Premiums for employer-sponsored coverage could potentially reflect differences across individuals in observable risk factors through two mechanisms. First, workers often make an out-of-pocket contribution to the premium for coverage from an employer. Although these employee premium contributions could, in theory, vary by employee characteristics, they are rarely risk adjusted for obesity or any other observable risk factor (Keenan et al., 2001).3 Alternatively, variation in individual expected expenditures could be passed on to individual workers in the form of differential wage offsets for employer-sponsored coverage. In the absence of risk-adjusted premium payments by workers, if wages did not adjust, firms in a competitive industry could make positive profits by hiring only thin workers. Equilibrium wage offsets based on weight eliminate such arbitrage opportunities. The existing literature, however, does not provide evidence on whether the incidence of the costs of employer-sponsored coverage varies by individual risk factors.

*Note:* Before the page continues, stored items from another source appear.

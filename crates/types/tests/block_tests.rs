//! Tests for blocks and genesis

use serde_json::json;
use stakebft_types::block::hash_transactions;
use stakebft_types::{
    Address, Block, ConsensusPath, GenesisSpec, Keypair, Operation, Transaction, ValidatorSet, H256,
};
use std::collections::BTreeMap;

fn key(byte: u8) -> Keypair {
    Keypair::from_bytes(&[byte; 32]).unwrap()
}

fn genesis_spec() -> GenesisSpec {
    let owner = key(1);
    let mut validators = ValidatorSet::new();
    validators.insert(owner.address(), 100);
    validators.insert(key(2).address(), 100);
    let mut values = BTreeMap::new();
    values.insert("/apps/hello".to_string(), json!("world"));
    GenesisSpec {
        owner,
        timestamp: 1_600_000_000_000,
        validators,
        proposer: None,
        values,
    }
}

fn tx(k: &Keypair, nonce: i64, ts: u64) -> Transaction {
    Transaction::sign(k, nonce, ts, Operation::set_value("/apps/n", json!(nonce))).unwrap()
}

#[test]
fn test_genesis_is_deterministic() {
    let a = Block::genesis(&genesis_spec()).unwrap();
    let b = Block::genesis(&genesis_spec()).unwrap();
    assert_eq!(a.hash, b.hash);
    assert_eq!(a.to_json().unwrap(), b.to_json().unwrap());
    assert_eq!(a.number(), 0);
    assert!(a.last_hash().is_nil());
    assert!(a.validate_hashes());
}

#[test]
fn test_genesis_writes_round_one_bookkeeping() {
    let spec = genesis_spec();
    let genesis = Block::genesis(&spec).unwrap();
    let setup = &genesis.transactions[0];
    assert!(setup.verify().is_ok());
    let writes: BTreeMap<&str, &serde_json::Value> = setup.operation.writes().into_iter().collect();
    let total = ConsensusPath::TotalAtStake(1).to_string();
    let proposer = ConsensusPath::Proposer(1).to_string();
    assert_eq!(writes[total.as_str()], &json!(200));
    assert_eq!(writes[proposer.as_str()], &json!(spec.owner.address().to_hex()));
    assert_eq!(writes["/apps/hello"], &json!("world"));
}

#[test]
fn test_genesis_rejects_unknown_first_proposer() {
    let mut spec = genesis_spec();
    spec.proposer = Some(Address::new([9; 20]));
    assert!(Block::genesis(&spec).is_err());
    spec.proposer = None;
    spec.validators.clear();
    assert!(Block::genesis(&spec).is_err());
}

#[test]
fn test_genesis_rejects_stake_overflow() {
    let mut spec = genesis_spec();
    spec.validators.insert(key(3).address(), u64::MAX);
    assert!(matches!(
        Block::genesis(&spec),
        Err(stakebft_types::Error::InvalidGenesis(_))
    ));
}

#[test]
fn test_header_hash_changes_with_fields() {
    let block = Block::new(H256::NIL, vec![], vec![], 1, 10, Address::ZERO, ValidatorSet::new());
    let mut header = block.header.clone();
    header.number = 2;
    assert_ne!(Block::compute_hash(&header), block.hash);
    assert_eq!(block.header_hash(), block.hash);
}

#[test]
fn test_validate_hashes_detects_tampering() {
    let k = key(3);
    let mut block = Block::new(
        H256::NIL,
        vec![],
        vec![tx(&k, 0, 1)],
        1,
        10,
        k.address(),
        ValidatorSet::new(),
    );
    assert!(block.validate_hashes());
    block.transactions.push(tx(&k, 1, 2));
    assert!(!block.validate_hashes());
    block.transactions.pop();
    block.last_votes.push(tx(&k, -1, 3));
    assert!(!block.validate_hashes());
    block.last_votes.clear();
    block.hash = H256::keccak256(b"other");
    assert!(!block.validate_hashes());
}

#[test]
fn test_validate_proposed_block() {
    let a = key(4);
    let b = key(5);
    let txs = vec![tx(&a, 4, 1), tx(&b, 0, 2), tx(&a, 5, 3), tx(&a, -1, 4)];
    let block = Block::new(H256::NIL, vec![], txs, 8, 10, a.address(), ValidatorSet::new());
    assert!(block.validate_proposed_block(7));
    assert!(!block.validate_proposed_block(8));

    let gap = vec![tx(&a, 4, 1), tx(&a, 6, 2)];
    let block = Block::new(H256::NIL, vec![], gap, 8, 10, a.address(), ValidatorSet::new());
    assert!(!block.validate_proposed_block(7));
}

#[test]
fn test_from_json_yields_none_on_garbage() {
    assert!(Block::from_json(b"not json").is_none());
    assert!(Block::from_json(br#"{"header": {}}"#).is_none());
    let genesis = Block::genesis(&genesis_spec()).unwrap();
    let parsed = Block::from_json(&genesis.to_json().unwrap()).unwrap();
    assert_eq!(parsed, genesis);
}

#[test]
fn test_file_name_encodes_number_and_hashes() {
    let genesis = Block::genesis(&genesis_spec()).unwrap();
    let name = genesis.file_name();
    assert!(name.starts_with("0-00000000-"));
    assert!(name.ends_with(".json"));
    assert_eq!(hash_transactions(&[]), hash_transactions(&[]));
}
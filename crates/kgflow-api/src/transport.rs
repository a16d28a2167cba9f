//! HTTP transport: executes an [`HttpRequest`] and decodes the JSON response.

use kgflow_core::{Error, Result};
use reqwest::Client;
use serde_json::Value;
use std::time::Duration;
use tracing::{debug, error};

use crate::request::{HttpMethod, HttpRequest};

#[async_trait::async_trait]
pub trait Transport: Send + Sync {
    async fn send(&self, request: HttpRequest) -> Result<Value>;
}

pub struct ReqwestTransport {
    client: Client,
}

impl Default for ReqwestTransport {
    fn default() -> Self {
        Self::new()
    }
}

impl ReqwestTransport {
    pub fn new() -> Self {
        Self {
            client: Client::new(),
        }
    }

    pub fn with_timeout(timeout: Duration) -> Result<Self> {
        let client = Client::builder()
            .timeout(timeout)
            .build()
            .map_err(|e| Error::network(e.to_string()))?;
        Ok(Self { client })
    }
}

fn method(m: HttpMethod) -> reqwest::Method {
    match m {
        HttpMethod::Get => reqwest::Method::GET,
        HttpMethod::Post => reqwest::Method::POST,
        HttpMethod::Delete => reqwest::Method::DELETE,
    }
}

/// Empty bodies decode to null; bodies that are not JSON come back as a string.
fn decode_body(bytes: &[u8]) -> Value {
    if bytes.iter().all(u8::is_ascii_whitespace) {
        return Value::Null;
    }
    serde_json::from_slice(bytes)
        .unwrap_or_else(|_| Value::String(String::from_utf8_lossy(bytes).into_owned()))
}

#[async_trait::async_trait]
impl Transport for ReqwestTransport {
    async fn send(&self, request: HttpRequest) -> Result<Value> {
        debug!("{} {}", request.method, request.url);

        let mut builder = self.client.request(method(request.method), &request.url);
        if request.json {
            builder = builder.header("accept", "application/json");
        }
        if let Some(body) = &request.body {
            builder = builder.json(body);
        }

        let response = builder
            .send()
            .await
            .map_err(|e| Error::network(e.to_string()))?;
        let status = response.status();
        let bytes = response
            .bytes()
            .await
            .map_err(|e| Error::network(e.to_string()))?;

        if !status.is_success() {
            let text = String::from_utf8_lossy(&bytes).into_owned();
            error!("{} {} -> {}: {}", request.method, request.url, status, text);
            return Err(Error::http(status.as_u16(), text));
        }

        Ok(decode_body(&bytes))
    }
}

The absence of risk rating for observable risk factors like obesity potentially creates two sources of inefficiency. First, it may lead to inefficient quantities of insurance coverage. In a population of heterogeneous risks, a movement of premiums away from the actuarially fair rate toward the average of the group distorts the quantity of health insurance purchased by consumers, potentially leading to adverse selection (Pauly, 1970, Rothschild and Stiglitz, 1976). In the context of employer-sponsored health insurance, the inability of employers to make wage offsets that reflect individual variation in the cost of providing coverage could create incentives for them to hire relatively low cost workers, creating inefficiencies in labor markets (Summers, 1989). Second, a lack of risk rating of premiums may even lead to higher rates of obesity by creating moral hazard in risky behaviors that affect health expenditures (Ehrlich and Becker, 1972). In other words, the failure of the obese to pay for their higher medical care expenditures through higher health insurance premiums may reduce incentives for individuals to maintain a normal weight (Bhattacharya and Sood, 2006).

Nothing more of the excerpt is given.